How to Use Energy-Efficient Lighting to Reduce Home Utility Bills
Lighting your home makes up about 10 percent of your general energy consumption. That may not seem like much, but if you’re looking to lower energy bills, it can be a good place to start. Traditional incandescent bulbs are incredibly inefficient. Around 90 percent of the energy they use is given off as heat rather than light. Fortunately, there are several much more energy-efficient home lighting options available. Replacing some or all of your existing bulbs with more efficient ones can lower energy bills significantly. Here are some of the more energy-efficient home lighting options you can choose:
- Halogen incandescent bulbs – Halogen incandescent bulbs are a step up from regular incandescent bulbs, providing the same level of light for about 25 percent less energy. It’s a good start toward saving power, but there are other options that can operate even more efficiently.
- Compact fluorescent lamps (CFLs) – CFLs are most easily recognized as the bulbs with a thin, curling tube rather than a dome shape. They’re more expensive than incandescent lights, but they generally pay for themselves in under a year, using a quarter of the energy and lasting up to 10 times longer. Unlike traditional incandescent bulbs, CFLs wear out from being turned on and off rather than the amount of time they stay lit. Therefore, for maximum cost-effectiveness, leave them on if you plan on coming back into the room within 15 minutes or so.
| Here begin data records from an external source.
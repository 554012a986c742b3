use std::sync::Arc;

use axum::{
    Json, Router,
    extract::{Path, State},
    http::StatusCode,
    response::IntoResponse,
    routing::{get, post, put},
};
use uuid::Uuid;

use crate::{
    common::{app_state::AppState, server_error::ServerError},
    quiz::{
        db,
        models::{
            CreateItemRequest, CreateQuizRequest, LayoutStyle, QuizWithItems, UpdateItemRequest,
            UpdateQuizRequest,
        },
    },
};

pub fn quiz_routes(state: Arc<AppState>) -> Router {
    Router::new()
        .route("/", post(create_quiz))
        .route(
            "/{quiz_id}",
            get(get_quiz).put(update_quiz).delete(delete_quiz),
        )
        .route("/{quiz_id}/item", post(add_item))
        .route("/item/{item_id}", put(update_item).delete(delete_item))
        .route("/admin/{admin_id}", get(get_admin_quizzes))
        .with_state(state)
}

async fn create_quiz(
    State(state): State<Arc<AppState>>,
    Json(request): Json<CreateQuizRequest>,
) -> Result<impl IntoResponse, ServerError> {
    let num_positions = request.num_positions.unwrap_or(4);
    if num_positions < 1 {
        return Err(ServerError::Validation(
            "num_positions must be at least 1".into(),
        ));
    }

    let quiz = db::insert_quiz(
        state.get_pool(),
        request.admin_id,
        &request.title,
        request.description.as_deref(),
        num_positions,
        request.layout_style.unwrap_or(LayoutStyle::Grid),
    )
    .await?;

    Ok((StatusCode::CREATED, Json(quiz)))
}

async fn get_quiz(
    State(state): State<Arc<AppState>>,
    Path(quiz_id): Path<Uuid>,
) -> Result<impl IntoResponse, ServerError> {
    let quiz = db::get_quiz_by_id(state.get_pool(), &quiz_id).await?;
    let items = db::get_items_by_quiz(state.get_pool(), &quiz_id).await?;

    Ok((StatusCode::OK, Json(QuizWithItems { quiz, items })))
}

async fn update_quiz(
    State(state): State<Arc<AppState>>,
    Path(quiz_id): Path<Uuid>,
    Json(request): Json<UpdateQuizRequest>,
) -> Result<impl IntoResponse, ServerError> {
    if let Some(num_positions) = request.num_positions {
        if num_positions < 1 {
            return Err(ServerError::Validation(
                "num_positions must be at least 1".into(),
            ));
        }
    }

    let quiz = db::update_quiz(
        state.get_pool(),
        &quiz_id,
        request.title.as_deref(),
        request.description.as_deref(),
        request.num_positions,
        request.layout_style,
    )
    .await?;

    Ok((StatusCode::OK, Json(quiz)))
}

async fn delete_quiz(
    State(state): State<Arc<AppState>>,
    Path(quiz_id): Path<Uuid>,
) -> Result<impl IntoResponse, ServerError> {
    db::delete_quiz(state.get_pool(), &quiz_id).await?;
    Ok(StatusCode::NO_CONTENT)
}

async fn add_item(
    State(state): State<Arc<AppState>>,
    Path(quiz_id): Path<Uuid>,
    Json(request): Json<CreateItemRequest>,
) -> Result<impl IntoResponse, ServerError> {
    let quiz = db::get_quiz_by_id(state.get_pool(), &quiz_id).await?;
    validate_position(request.correct_position, quiz.num_positions)?;

    let item = db::insert_item(
        state.get_pool(),
        &quiz_id,
        request.text.as_deref(),
        &request.image_url,
        request.correct_position,
        request.item_order.unwrap_or(1),
    )
    .await?;

    Ok((StatusCode::CREATED, Json(item)))
}

async fn update_item(
    State(state): State<Arc<AppState>>,
    Path(item_id): Path<Uuid>,
    Json(request): Json<UpdateItemRequest>,
) -> Result<impl IntoResponse, ServerError> {
    if let Some(correct_position) = request.correct_position {
        let existing = db::get_item_by_id(state.get_pool(), &item_id).await?;
        let quiz = db::get_quiz_by_id(state.get_pool(), &existing.quiz_id).await?;
        validate_position(correct_position, quiz.num_positions)?;
    }

    let item = db::update_item(
        state.get_pool(),
        &item_id,
        request.text.as_deref(),
        request.image_url.as_deref(),
        request.correct_position,
        request.item_order,
    )
    .await?;

    Ok((StatusCode::OK, Json(item)))
}

async fn delete_item(
    State(state): State<Arc<AppState>>,
    Path(item_id): Path<Uuid>,
) -> Result<impl IntoResponse, ServerError> {
    db::delete_item(state.get_pool(), &item_id).await?;
    Ok(StatusCode::NO_CONTENT)
}

async fn get_admin_quizzes(
    State(state): State<Arc<AppState>>,
    Path(admin_id): Path<Uuid>,
) -> Result<impl IntoResponse, ServerError> {
    let quizzes = db::get_quizzes_by_admin(state.get_pool(), &admin_id).await?;
    Ok((StatusCode::OK, Json(quizzes)))
}

fn validate_position(correct_position: i32, num_positions: i32) -> Result<(), ServerError> {
    if correct_position < 1 || correct_position > num_positions {
        return Err(ServerError::Validation(format!(
            "correct_position must be between 1 and {}",
            num_positions
        )));
    }
    Ok(())
}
- Light-emitting diodes (LEDs) – LEDs are by far the longest lasting bulbs on the market and often the most efficient, depending on how and where they’re used. They can use as little as 20 percent of the energy used by incandescent bulbs, and they last up to 25 times longer. The drawback: they tend to be more expensive, but prices are expected to drop with time. In the meantime, their long life span and energy efficiency does allow them to pay for themselves in the long run.